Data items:
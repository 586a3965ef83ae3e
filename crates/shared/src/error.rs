//! Error types shared across BizOS crates

use thiserror::Error;

#[derive(Debug, Error)]
pub enum CoreError {
    #[error("Authentication failed: {0}")]
    Auth(String),

    #[error("Not found: {0}")]
    NotFound(String),

    #[error("Validation error: {0}")]
    Validation(String),

    #[error("Not configured: {0}")]
    NotConfigured(String),

    #[error("Payment provider error: {0}")]
    Provider(String),

    #[error("Internal error: {0}")]
    Internal(String),
}

impl CoreError {
    /// True when the error came from a Postgres unique-constraint violation.
    /// Idempotent inserts treat this as "row already exists", not a failure.
    pub fn is_unique_violation(err: &sqlx::Error) -> bool {
        matches!(
            err.as_database_error().and_then(|e| e.code()),
            Some(code) if code == "23505"
        )
    }
}

#[cfg(test)]
#[allow(clippy::unwrap_used, clippy::expect_used)]
mod tests {
    use super::*;

    #[test]
    fn error_messages_carry_context() {
        let err = CoreError::NotConfigured("STRIPE_SECRET_KEY".to_string());
        assert_eq!(err.to_string(), "Not configured: STRIPE_SECRET_KEY");

        let err = CoreError::NotFound("tenant".to_string());
        assert_eq!(err.to_string(), "Not found: tenant");
    }
}
//! BizOS API server entrypoint.

use anyhow::Context;
use bizos_api::{routes, AppState, Config};
use bizos_shared::db;
use tracing_subscriber::{layer::SubscriberExt, util::SubscriberInitExt, EnvFilter};

#[tokio::main]
async fn main() -> anyhow::Result<()> {
    dotenvy::dotenv().ok();
    init_tracing();

    let config = Config::from_env().context("invalid configuration")?;

    let pool = db::create_pool(&config.database_url)
        .await
        .context("failed to connect to database")?;

    // Migrations need a direct (non-pooled) connection when running behind
    // PgBouncer in transaction mode.
    let migration_pool = db::create_migration_pool(&config.database_url)
        .await
        .context("failed to open migration connection")?;
    db::run_migrations(&migration_pool)
        .await
        .context("failed to run migrations")?;
    migration_pool.close().await;

    let bind_address = config.bind_address.clone();
    let state = AppState::new(pool, config);
    let app = routes::create_router(state);

    let listener = tokio::net::TcpListener::bind(&bind_address)
        .await
        .with_context(|| format!("failed to bind {bind_address}"))?;
    tracing::info!(address = %bind_address, "BizOS API listening");

    axum::serve(listener, app)
        .with_graceful_shutdown(shutdown_signal())
        .await
        .context("server error")?;

    tracing::info!("server stopped");
    Ok(())
}

fn init_tracing() {
    let filter = EnvFilter::try_from_default_env()
        .unwrap_or_else(|_| EnvFilter::new("bizos_api=info,tower_http=info,sqlx=warn"));

    let use_json = std::env::var("LOG_FORMAT")
        .map(|v| v.eq_ignore_ascii_case("json"))
        .unwrap_or(false);

    if use_json {
        tracing_subscriber::registry()
            .with(filter)
            .with(tracing_subscriber::fmt::layer().json())
            .init();
    } else {
        tracing_subscriber::registry()
            .with(filter)
            .with(tracing_subscriber::fmt::layer())
            .init();
    }
}

async fn shutdown_signal() {
    let ctrl_c = async {
        if let Err(err) = tokio::signal::ctrl_c().await {
            tracing::error!(error = %err, "failed to install ctrl-c handler");
        }
    };

    #[cfg(unix)]
    let terminate = async {
        match tokio::signal::unix::signal(tokio::signal::unix::SignalKind::terminate()) {
            Ok(mut signal) => {
                signal.recv().await;
            }
            Err(err) => {
                tracing::error!(error = %err, "failed to install SIGTERM handler");
            }
        }
    };

    #[cfg(not(unix))]
    let terminate = std::future::pending::<()>();

    tokio::select! {
        _ = ctrl_c => tracing::info!("received ctrl-c, shutting down"),
        _ = terminate => tracing::info!("received SIGTERM, shutting down"),
    }
}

■ **Description of the task**:
Repeat exactly the lines above from the one with "when running behind" up to and including the one with "let bind_address = config.bind_address.clone();". No other line belongs in the reply.

■ **Expected answer**:
    // Migrations need a direct (non-pooled) connection when running behind
    // PgBouncer in transaction mode.
    let migration_pool = db::create_migration_pool(&config.database_url)
        .await
        .context("failed to open migration connection")?;
    db::run_migrations(&migration_pool)
        .await
        .context("failed to run migrations")?;
    migration_pool.close().await;

    let bind_address = config.bind_address.clone();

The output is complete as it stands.